//! The document store contract.
//!
//! Records live in named collections, keyed by a string id, stored as JSON
//! documents. The trait is deliberately small: the five operations below plus
//! a change subscription are everything the service layer consumes, which
//! keeps alternative backends honest about what they must provide.

use std::sync::Arc;

use serde::{Deserialize, Serialize};
use serde_json::Value as JsonValue;
use thiserror::Error;

use crate::watch::{ChangeNotification, Subscription};

/// Storage operation error.
///
/// These are **infrastructure errors** (contention, absent patch targets,
/// serialization, backend faults) as opposed to domain errors (validation,
/// invariants). The service layer translates them into its own taxonomy.
#[derive(Debug, Error)]
pub enum StoreError {
    /// A one-record transaction lost every retry to concurrent writers.
    #[error("transaction conflict: {0}")]
    Conflict(String),

    /// `patch` targeted a document that does not exist. Patches never
    /// create documents; `put` does.
    #[error("no document '{id}' in collection '{collection}'")]
    MissingDocument { collection: String, id: String },

    /// A document or patch body could not be interpreted.
    #[error("document serialization failed: {0}")]
    Serialization(String),

    /// The backend itself failed (poisoned lock, connection loss, ...).
    #[error("storage backend failure: {0}")]
    Backend(String),
}

/// Sort direction for `query` results.
#[derive(Debug, Clone, Copy, PartialEq, Eq, Serialize, Deserialize)]
#[serde(rename_all = "lowercase")]
pub enum SortOrder {
    Ascending,
    Descending,
}

/// Sort key for `query` results.
///
/// Sorting compares the named top-level field across documents. Timestamps
/// are stored as RFC 3339 strings, which order lexicographically the same as
/// chronologically, so `OrderBy::desc("created_at")` yields newest-first.
#[derive(Debug, Clone, PartialEq, Eq, Serialize, Deserialize)]
pub struct OrderBy {
    pub field: String,
    pub order: SortOrder,
}

impl OrderBy {
    pub fn asc(field: impl Into<String>) -> Self {
        Self {
            field: field.into(),
            order: SortOrder::Ascending,
        }
    }

    pub fn desc(field: impl Into<String>) -> Self {
        Self {
            field: field.into(),
            order: SortOrder::Descending,
        }
    }
}

/// Collection/document storage with equality queries, top-level patches,
/// a one-record transaction, and change subscriptions.
///
/// ## Semantics implementations must honor
///
/// - `put` is an upsert: it writes the full document, creating or replacing.
/// - `patch` merges the given fields into an **existing** document at the
///   top level. A field whose value is JSON null is stored as null, not
///   removed; absence from the patch body means "leave untouched". Patching
///   an absent document fails with [`StoreError::MissingDocument`].
/// - `query` matches documents whose named top-level fields equal the given
///   values (a field absent from a document compares as null). Results may
///   be sorted by one top-level field.
/// - `transact` runs a read-modify-write cycle against a single document
///   under optimistic concurrency: the closure sees the current document (or
///   `None`), returns the replacement, and the write commits only if no
///   other writer got in between. Implementations retry a bounded number of
///   times and then fail with [`StoreError::Conflict`]. The closure may run
///   more than once and must not carry side effects.
/// - `watch` subscribes to committed writes on one collection. Every
///   subscriber receives every notification published after it subscribed.
///
/// There is no delete operation. Records are retired by patching a
/// tombstone field, which keeps them queryable and the change feed complete.
#[async_trait::async_trait]
pub trait DocumentStore: Send + Sync {
    /// Fetch one document, or `None` if the id is unknown.
    async fn get(&self, collection: &str, id: &str) -> Result<Option<JsonValue>, StoreError>;

    /// Write a full document, creating or replacing it.
    async fn put(&self, collection: &str, id: &str, doc: JsonValue) -> Result<(), StoreError>;

    /// Merge `fields` into an existing document at the top level.
    ///
    /// `fields` must be a JSON object. Null values are stored verbatim.
    async fn patch(&self, collection: &str, id: &str, fields: JsonValue) -> Result<(), StoreError>;

    /// Return documents whose fields equal every `(field, value)` filter,
    /// optionally sorted.
    async fn query(
        &self,
        collection: &str,
        filters: &[(&str, JsonValue)],
        order_by: Option<OrderBy>,
    ) -> Result<Vec<JsonValue>, StoreError>;

    /// Atomically read-modify-write one document.
    ///
    /// Returns the committed document. The closure may be invoked once per
    /// retry attempt.
    async fn transact<F>(
        &self,
        collection: &str,
        id: &str,
        update: F,
    ) -> Result<JsonValue, StoreError>
    where
        F: FnMut(Option<JsonValue>) -> Result<JsonValue, StoreError> + Send;

    /// Subscribe to committed writes on `collection`.
    fn watch(&self, collection: &str) -> Subscription<ChangeNotification>;
}

#[async_trait::async_trait]
impl<S> DocumentStore for Arc<S>
where
    S: DocumentStore + ?Sized,
{
    async fn get(&self, collection: &str, id: &str) -> Result<Option<JsonValue>, StoreError> {
        (**self).get(collection, id).await
    }

    async fn put(&self, collection: &str, id: &str, doc: JsonValue) -> Result<(), StoreError> {
        (**self).put(collection, id, doc).await
    }

    async fn patch(&self, collection: &str, id: &str, fields: JsonValue) -> Result<(), StoreError> {
        (**self).patch(collection, id, fields).await
    }

    async fn query(
        &self,
        collection: &str,
        filters: &[(&str, JsonValue)],
        order_by: Option<OrderBy>,
    ) -> Result<Vec<JsonValue>, StoreError> {
        (**self).query(collection, filters, order_by).await
    }

    async fn transact<F>(
        &self,
        collection: &str,
        id: &str,
        update: F,
    ) -> Result<JsonValue, StoreError>
    where
        F: FnMut(Option<JsonValue>) -> Result<JsonValue, StoreError> + Send,
    {
        (**self).transact(collection, id, update).await
    }

    fn watch(&self, collection: &str) -> Subscription<ChangeNotification> {
        (**self).watch(collection)
    }
}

· · · ·

What is being asked
Lines from the first one above through the line containing "Sort direction for" are to be retyped exactly, both included, and nothing more.

Task output
//! The document store contract.
//!
//! Records live in named collections, keyed by a string id, stored as JSON
//! documents. The trait is deliberately small: the five operations below plus
//! a change subscription are everything the service layer consumes, which
//! keeps alternative backends honest about what they must provide.

use std::sync::Arc;

use serde::{Deserialize, Serialize};
use serde_json::Value as JsonValue;
use thiserror::Error;

use crate::watch::{ChangeNotification, Subscription};

/// Storage operation error.
///
/// These are **infrastructure errors** (contention, absent patch targets,
/// serialization, backend faults) as opposed to domain errors (validation,
/// invariants). The service layer translates them into its own taxonomy.
#[derive(Debug, Error)]
pub enum StoreError {
    /// A one-record transaction lost every retry to concurrent writers.
    #[error("transaction conflict: {0}")]
    Conflict(String),

    /// `patch` targeted a document that does not exist. Patches never
    /// create documents; `put` does.
    #[error("no document '{id}' in collection '{collection}'")]
    MissingDocument { collection: String, id: String },

    /// A document or patch body could not be interpreted.
    #[error("document serialization failed: {0}")]
    Serialization(String),

    /// The backend itself failed (poisoned lock, connection loss, ...).
    #[error("storage backend failure: {0}")]
    Backend(String),
}

/// Sort direction for `query` results.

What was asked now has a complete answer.